[MCA][Bottleneck Analysis] Teach how to compute a critical sequence of instructions based on the simulation.

This patch teaches the bottleneck analysis how to identify and print the most

expensive sequence of instructions according to the simulation. Fixes PR37494.

The goal is to help users identify the sequence of instruction which is most

critical for performance.

A dependency graph is internally used by the bottleneck analysis to describe

data dependencies and processor resource interferences between instructions.

There is one node in the graph for every instruction in the input assembly

sequence. The number of nodes in the graph is independent from the number of

iterations simulated by the tool. It means that a single node of the graph

represents all the possible instances of a same instruction contributed by the

simulated iterations.

Edges are dynamically "discovered" by the bottleneck analysis by observing

instruction state transitions and "backend pressure increase" events generated

by the Execute stage. Information from the events is used to identify critical

dependencies, and materialize edges in the graph. A dependency edge is uniquely

identified by a pair of node identifiers plus an instance of struct

DependencyEdge::Dependency (which provides more details about the actual

dependency kind).

The bottleneck analysis internally ranks dependency edges based on their impact

on the runtime (see field DependencyEdge::Dependency::Cost). To this end, each

edge of the graph has an associated cost. By default, the cost of an edge is a

function of its latency (in cycles). In practice, the cost of an edge is also a

function of the number of cycles where the dependency has been seen as

'contributing to backend pressure increases'. The idea is that the higher the

cost of an edge, the higher is the impact of the dependency on performance. To

put it in another way, the cost of an edge is a measure of criticality for

performance.

Note how a same edge may be found in multiple iteration of the simulated loop.

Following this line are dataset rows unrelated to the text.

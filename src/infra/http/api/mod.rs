pub mod error;
pub mod handlers;
pub mod models;
pub mod state;

pub use state::ApiState;

use axum::{
    Router,
    routing::{get, put},
};

pub fn build_api_router() -> Router<ApiState> {
    Router::new()
        .route(
            "/api/v1/menus",
            get(handlers::list_menus).post(handlers::create_menu),
        )
        .route("/api/v1/menus_whole", get(handlers::whole_tree))
        .route(
            "/api/v1/menus/{menu_id}",
            get(handlers::get_menu)
                .patch(handlers::update_menu)
                .delete(handlers::delete_menu),
        )
        .route(
            "/api/v1/menus/{menu_id}/submenus",
            get(handlers::list_submenus).post(handlers::create_submenu),
        )
        .route(
            "/api/v1/menus/{menu_id}/submenus/{submenu_id}",
            get(handlers::get_submenu)
                .patch(handlers::update_submenu)
                .delete(handlers::delete_submenu),
        )
        .route(
            "/api/v1/menus/{menu_id}/submenus/{submenu_id}/dishes",
            get(handlers::list_dishes).post(handlers::create_dish),
        )
        .route(
            "/api/v1/menus/{menu_id}/submenus/{submenu_id}/dishes/{dish_id}",
            get(handlers::get_dish)
                .patch(handlers::update_dish)
                .delete(handlers::delete_dish),
        )
        .route(
            "/api/v1/menus/{menu_id}/submenus/{submenu_id}/dishes/{dish_id}/discount",
            put(handlers::set_discount).delete(handlers::clear_discount),
        )
}
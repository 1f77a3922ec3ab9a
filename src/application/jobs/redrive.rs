//! Cron job that replays dead-lettered invalidations.

use std::str::FromStr;
use std::sync::Arc;

use apalis::prelude::*;
use apalis_cron::Schedule;

use crate::cache::InvalidationConsumer;

/// Marker struct for the cron-triggered redrive job.
/// Must implement `From<chrono::DateTime<chrono::Utc>>` for apalis-cron compatibility.
#[derive(Default, Debug, Clone)]
pub struct RedriveDeadLettersJob;

impl From<chrono::DateTime<chrono::Utc>> for RedriveDeadLettersJob {
    fn from(_: chrono::DateTime<chrono::Utc>) -> Self {
        Self
    }
}

#[derive(Clone)]
pub struct RedriveDeadLettersContext {
    pub consumer: Arc<InvalidationConsumer>,
}

/// Requeue every dead letter and try to apply them right away.
pub async fn process_redrive_dead_letters_job(
    _job: RedriveDeadLettersJob,
    ctx: Data<RedriveDeadLettersContext>,
) -> Result<(), apalis::prelude::Error> {
    let count = ctx.consumer.redrive_dead_letters();
    if count > 0 {
        ctx.consumer.consume_pending().await;
        tracing::info!(
            redriven = count,
            still_dead = ctx.consumer.dead_letters().len(),
            "Dead-letter redrive finished"
        );
    }
    Ok(())
}

/// Parse the redrive schedule (six fields, seconds first).
pub fn redrive_schedule(expression: &str) -> Result<Schedule, String> {
    Schedule::from_str(expression).map_err(|err| err.to_string())
}

#[cfg(test)]
mod tests {
    use super::*;

    #[test]
    fn schedule_parses_correctly() {
        let schedule = redrive_schedule("0 */5 * * * *").expect("schedule");
        let upcoming: Vec<_> = schedule.upcoming(chrono::Utc).take(3).collect();
        assert_eq!(upcoming.len(), 3);
    }

    #[test]
    fn bad_schedule_is_rejected() {
        assert!(redrive_schedule("every five minutes").is_err());
    }
}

The logic that adds new edges to the graph checks if an equivalent dependency

already exists (duplicate edges are not allowed). If an equivalent dependency

edge is found, field DependencyEdge::Frequency of that edge is incremented by

one, and the new cost is cumulatively added to the existing edge cost.

At the end of simulation, costs are propagated to nodes through the edges of the

graph. The goal is to identify a critical sequence from a node of the root-set

(composed by node of the graph with no predecessors) to a 'sink node' with no

successors. Note that the graph is intentionally kept acyclic to minimize the

complexity of the critical sequence computation algorithm (complexity is

currently linear in the number of nodes in the graph).

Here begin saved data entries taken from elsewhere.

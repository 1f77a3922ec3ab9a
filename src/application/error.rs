use std::error::Error as StdError;

use axum::{
    http::StatusCode,
    response::{IntoResponse, Response},
};
use thiserror::Error;

use crate::{domain::error::DomainError, infra::error::InfraError};

/// Diagnostic chain attached to error responses for the response-logging middleware.
#[derive(Debug, Clone)]
pub struct ErrorReport {
    pub source: &'static str,
    pub status: StatusCode,
    pub messages: Vec<String>,
}

impl ErrorReport {
    pub fn from_error(source: &'static str, status: StatusCode, error: &dyn StdError) -> Self {
        let mut messages = Vec::new();
        messages.push(error.to_string());
        let mut current = error.source();
        while let Some(inner) = current {
            messages.push(inner.to_string());
            current = inner.source();
        }
        Self {
            source,
            status,
            messages,
        }
    }

    pub fn from_message(
        source: &'static str,
        status: StatusCode,
        message: impl Into<String>,
    ) -> Self {
        Self {
            source,
            status,
            messages: vec![message.into()],
        }
    }

    pub fn attach(self, response: &mut Response) {
        response.extensions_mut().insert(self);
    }
}

#[derive(Debug, Error)]
pub enum AppError {
    #[error(transparent)]
    Domain(#[from] DomainError),
    #[error(transparent)]
    Infra(#[from] InfraError),
    #[error("resource not found")]
    NotFound,
    #[error("validation failed: {0}")]
    Validation(String),
    #[error("unexpected error: {0}")]
    Unexpected(String),
}

impl AppError {
    pub fn validation(message: impl Into<String>) -> Self {
        Self::Validation(message.into())
    }

    pub fn unexpected(message: impl Into<String>) -> Self {
        Self::Unexpected(message.into())
    }

    fn status_code(&self) -> StatusCode {
        match self {
            AppError::Domain(DomainError::NotFound { .. }) | AppError::NotFound => {
                StatusCode::NOT_FOUND
            }
            AppError::Domain(DomainError::Validation { .. }) | AppError::Validation(_) => {
                StatusCode::BAD_REQUEST
            }
            AppError::Infra(InfraError::Database { .. } | InfraError::Cache { .. }) => {
                StatusCode::SERVICE_UNAVAILABLE
            }
            AppError::Infra(
                InfraError::Configuration { .. } | InfraError::Telemetry(_) | InfraError::Io(_),
            ) => StatusCode::INTERNAL_SERVER_ERROR,
            AppError::Unexpected(_) => StatusCode::INTERNAL_SERVER_ERROR,
        }
    }

    fn presentation_message(&self) -> &'static str {
        match self {
            AppError::Domain(DomainError::NotFound { .. }) | AppError::NotFound => {
                "Resource not found"
            }
            AppError::Domain(DomainError::Validation { .. }) | AppError::Validation(_) => {
                "Request could not be processed"
            }
            AppError::Infra(InfraError::Database { .. }) => "Service temporarily unavailable",
            AppError::Infra(InfraError::Cache { .. }) => "Cache backend unavailable",
            AppError::Infra(InfraError::Configuration { .. }) => "Service misconfigured",
            AppError::Infra(InfraError::Telemetry(_)) => "Logging subsystem could not start",
            AppError::Infra(InfraError::Io(_)) => "I/O failure during request",
            AppError::Unexpected(_) => "Unexpected error occurred",
        }
    }
}

impl IntoResponse for AppError {
    fn into_response(self) -> Response {
        let status = self.status_code();
        let message = self.presentation_message();
        let report = ErrorReport::from_error("application::error::AppError", status, &self);
        let mut response = (status, message).into_response();
        report.attach(&mut response);
        response
    }
}

#[cfg(test)]
mod tests {
    use super::*;
    use crate::domain::error::EntityLevel;

    #[test]
    fn report_collects_source_chain() {
        let error = AppError::from(InfraError::Io(std::io::Error::other("disk gone")));
        let report = ErrorReport::from_error("test", StatusCode::INTERNAL_SERVER_ERROR, &error);
        assert_eq!(report.messages.first().map(String::as_str), Some("io error: disk gone"));
    }

    #[test]
    fn response_carries_status_and_report() {
        let response = AppError::from(DomainError::not_found(EntityLevel::Menu)).into_response();
        assert_eq!(response.status(), StatusCode::NOT_FOUND);
        let report = response
            .extensions()
            .get::<ErrorReport>()
            .expect("report attached");
        assert_eq!(report.messages, vec!["menu not found".to_string()]);

        let response = AppError::from(InfraError::cache("refused")).into_response();
        assert_eq!(response.status(), StatusCode::SERVICE_UNAVAILABLE);
    }
}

The critical path is finally computed as a sequence of dependency edges. For

edges describing processor resource interferences, the view also prints a

so-called "interference probability" value (by dividing field

DependencyEdge::Frequency by the total number of iterations).

Examples of critical sequence computations can be found in tests added/modified

by this patch.

On output streams that support colored output, instructions from the critical

sequence are rendered with a different color.

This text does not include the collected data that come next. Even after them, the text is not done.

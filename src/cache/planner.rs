//! Invalidation fan-out.
//!
//! Maps a mutation to every cache key and namespace it can make stale, and
//! merges a batch of events into one plan.

use std::collections::{BTreeSet, HashSet};
use std::fmt;

use super::events::{InvalidationEvent, Mutation, MutationKind};
use super::keys::{CacheKey, KeyPrefix};

/// Keys to delete and namespaces to clear for a set of mutations.
#[derive(Debug, Default, Clone, PartialEq, Eq)]
pub struct InvalidationPlan {
    /// Clear the entire cache. Supersedes everything else.
    pub flush: bool,
    pub keys: BTreeSet<CacheKey>,
    pub prefixes: BTreeSet<KeyPrefix>,
}

impl fmt::Display for InvalidationPlan {
    fn fmt(&self, f: &mut fmt::Formatter<'_>) -> fmt::Result {
        write!(
            f,
            "InvalidationPlan {{ flush: {}, keys: {}, prefixes: {} }}",
            self.flush,
            self.keys.len(),
            self.prefixes.len()
        )
    }
}

impl InvalidationPlan {
    /// Fan-out for a single mutation.
    pub fn for_mutation(mutation: &Mutation) -> Self {
        let mut plan = Self::default();
        match mutation {
            Mutation::Flush => plan.flush = true,
            Mutation::Menu { kind, menu_id } => {
                plan.keys.insert(CacheKey::Menu(menu_id.clone()));
                plan.keys.insert(CacheKey::AllMenus);
                plan.keys.insert(CacheKey::WholeTree);
                if *kind == MutationKind::Delete {
                    plan.prefixes.insert(KeyPrefix::Menu(menu_id.clone()));
                }
            }
            Mutation::Submenu {
                kind,
                menu_id,
                submenu_id,
            } => {
                plan.keys
                    .insert(CacheKey::Submenu(menu_id.clone(), submenu_id.clone()));
                plan.keys.insert(CacheKey::SubmenuList(menu_id.clone()));
                plan.keys.insert(CacheKey::AllMenus);
                plan.keys.insert(CacheKey::WholeTree);
                if kind.changes_counts() {
                    plan.keys.insert(CacheKey::Menu(menu_id.clone()));
                }
                if *kind == MutationKind::Delete {
                    plan.prefixes
                        .insert(KeyPrefix::Submenu(menu_id.clone(), submenu_id.clone()));
                }
            }
            Mutation::Dish {
                kind,
                menu_id,
                submenu_id,
                dish_id,
            } => {
                plan.keys.insert(CacheKey::Dish(
                    menu_id.clone(),
                    submenu_id.clone(),
                    dish_id.clone(),
                ));
                plan.keys
                    .insert(CacheKey::DishList(menu_id.clone(), submenu_id.clone()));
                plan.keys.insert(CacheKey::WholeTree);
                if kind.changes_counts() {
                    plan.keys
                        .insert(CacheKey::Submenu(menu_id.clone(), submenu_id.clone()));
                    plan.keys.insert(CacheKey::SubmenuList(menu_id.clone()));
                    plan.keys.insert(CacheKey::Menu(menu_id.clone()));
                    plan.keys.insert(CacheKey::AllMenus);
                }
                // A reused id must not inherit a discount left behind by a
                // cascading delete.
                if kind.changes_counts() {
                    plan.keys.insert(CacheKey::Discount(dish_id.clone()));
                }
            }
        }
        plan.normalize();
        plan
    }

    /// Merge a batch of events, ignoring duplicate event ids.
    pub fn from_events(events: &[InvalidationEvent]) -> Self {
        let mut plan = Self::default();
        let mut seen_ids = HashSet::new();
        for event in events.iter().filter(|e| seen_ids.insert(e.id)) {
            plan.merge(Self::for_mutation(&event.mutation));
        }
        plan
    }

    pub fn merge(&mut self, other: Self) {
        self.flush |= other.flush;
        self.keys.extend(other.keys);
        self.prefixes.extend(other.prefixes);
        self.normalize();
    }

    /// Drop prefixes nested in other prefixes and keys a prefix clear
    /// already removes. A flush makes every other action redundant.
    fn normalize(&mut self) {
        if self.flush {
            self.keys.clear();
            self.prefixes.clear();
            return;
        }

        let prefixes: Vec<KeyPrefix> = self.prefixes.iter().cloned().collect();
        self.prefixes.retain(|candidate| {
            !prefixes
                .iter()
                .any(|other| other != candidate && other.contains(candidate))
        });

        let prefixes = &self.prefixes;
        self.keys
            .retain(|key| !prefixes.iter().any(|prefix| key.is_covered_by(prefix)));
    }

    /// Exact keys to delete, including the root key of every cleared namespace.
    pub fn exact_keys(&self) -> Vec<String> {
        let mut keys: Vec<String> = self.keys.iter().map(CacheKey::render).collect();
        keys.extend(self.prefixes.iter().map(|prefix| prefix.root().render()));
        keys
    }

    pub fn is_empty(&self) -> bool {
        !self.flush && self.keys.is_empty() && self.prefixes.is_empty()
    }
}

Strictly speaking the analysis conducted by the bottleneck analysis view is not

a critical path analysis. The cost of an edge doesn't only depend on the

dependency latency. More importantly, the cost of a same edge may be computed

differently by different iterations.

The number of dependencies is discovered dynamically based on the events

generated by the simulator. However, their number is not fixed. This is

especially true for edges that model processor resource interferences; an

interference may not occur in every iteration. For that reason, it makes sense

to also print out a "probability of interference".

By construction, the accuracy of this analysis (as always) is strongly dependent

on the simulation (and therefore the quality of the information available in the

scheduling model).

That being said, the critical sequence effectively identifies a performance

criticality. Instructions from that sequence are expected to have a very big

impact on performance. So, users can take advantage of this information to focus

their attention on specific interactions between instructions.

In my experience, it works quite well in practice, and produces useful

output (in a reasonable amount time).

Differential Revision: https://reviews.llvm.org/D63543